On Tue, May 24, 2016 at 3:43 PM, Jason Pickering <
jason.p.pickering@xxxxxxxxx> wrote:

> Someone who wishes to remain anonymous requested some useful logging.
>
> create or replace function cant_touch_this() returns trigger language
> plpgsql as $$
> begin
>   RAISE EXCEPTION 'Hammertime!';
>   return null;
>
> end $$;
>
> create trigger prevent_changing_password before update on users
> FOR EACH ROW
> execute procedure cant_touch_this();
>
>
>
> On Tue, May 24, 2016 at 10:01 AM, Jason Pickering <
> jason.p.pickering@xxxxxxxxx> wrote:
>
>> I think this will work.
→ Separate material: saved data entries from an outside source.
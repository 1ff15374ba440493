use serde::Serialize;

/// Which attribute a distribution was computed over.
#[derive(Debug, Clone, Copy, PartialEq, Eq, Serialize)]
#[serde(rename_all = "lowercase")]
pub enum DistributionKind {
    Profession,
    Gender,
    Age,
}

impl DistributionKind {
    pub fn as_str(&self) -> &'static str {
        match self {
            DistributionKind::Profession => "profession",
            DistributionKind::Gender => "gender",
            DistributionKind::Age => "age",
        }
    }
}

#[derive(Debug, Clone, PartialEq, Eq, Serialize)]
pub struct DistributionEntry {
    pub label: String,
    pub count: usize,
}

/// Ordered `(label, count)` pairs, ready to be charted.
#[derive(Debug, Clone, PartialEq, Eq, Serialize)]
pub struct Distribution {
    pub kind: DistributionKind,
    pub entries: Vec<DistributionEntry>,
}

impl Distribution {
    pub fn new(kind: DistributionKind, entries: Vec<DistributionEntry>) -> Self {
        Self { kind, entries }
    }

    pub fn total(&self) -> usize {
        self.entries.iter().map(|e| e.count).sum()
    }

    pub fn first(&self) -> Option<&DistributionEntry> {
        self.entries.first()
    }

    /// Pairs as plain tuples, handy for assertions and exports.
    pub fn pairs(&self) -> Vec<(String, usize)> {
        self.entries
            .iter()
            .map(|e| (e.label.clone(), e.count))
            .collect()
    }

    pub fn max_count(&self) -> usize {
        self.entries.iter().map(|e| e.count).max().unwrap_or(0)
    }
}
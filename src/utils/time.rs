//! Time utilities: parsing HH:MM.

use chrono::NaiveTime;

pub fn parse_time(t: &str) -> Option<NaiveTime> {
    NaiveTime::parse_from_str(t.trim(), "%H:%M").ok()
}
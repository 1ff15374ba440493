pub mod ages;
pub mod categories;
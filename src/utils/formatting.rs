//! Formatting utilities used for CLI and export outputs.

use unicode_width::UnicodeWidthStr;

pub fn bold(s: &str) -> String {
    format!("\x1b[1m{}\x1b[0m", s)
}

/// Display width of `s` in terminal columns (CJK labels count double).
pub fn display_width(s: &str) -> usize {
    UnicodeWidthStr::width(s)
}

/// Pad to `width` terminal columns; `format!("{:<w$}")` counts chars, not columns.
pub fn pad_right(s: &str, width: usize) -> String {
    let w = display_width(s);
    if w >= width {
        s.to_string()
    } else {
        format!("{}{}", s, " ".repeat(width - w))
    }
}

pub fn pad_left(s: &str, width: usize) -> String {
    let w = display_width(s);
    if w >= width {
        s.to_string()
    } else {
        format!("{}{}", " ".repeat(width - w), s)
    }
}

/// One decimal place, formatted from the exact binary value: exact halves
/// go to even (`32.25` → `"32.2"`), everything else to the nearest digit.
pub fn one_decimal(v: f64) -> String {
    format!("{:.1}", v)
}

/// `0.6667` → `"66.7%"`
pub fn percent(share: f64) -> String {
    format!("{:.1}%", share * 100.0)
}

/// Blank categorical values are shown as a placeholder rather than nothing.
pub fn label_or_placeholder(label: &str) -> &str {
    if label.trim().is_empty() {
        "(blank)"
    } else {
        label
    }
}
Tested it locally
>>
>> create or replace function cant_touch_this() returns trigger language
>> plpgsql as $$
>> begin
>>
>>   return null;
>>
>> end $$;
>>
>> create trigger prevent_changing_password before update on users for each
>> row execute procedure cant_touch_this();
>>
>> On Tue, May 24, 2016 at 9:39 AM, Morten Olav Hansen <morten@xxxxxxxxx>
>> wrote:
>>
>>> There are at least 4-5 different ways of doing it though...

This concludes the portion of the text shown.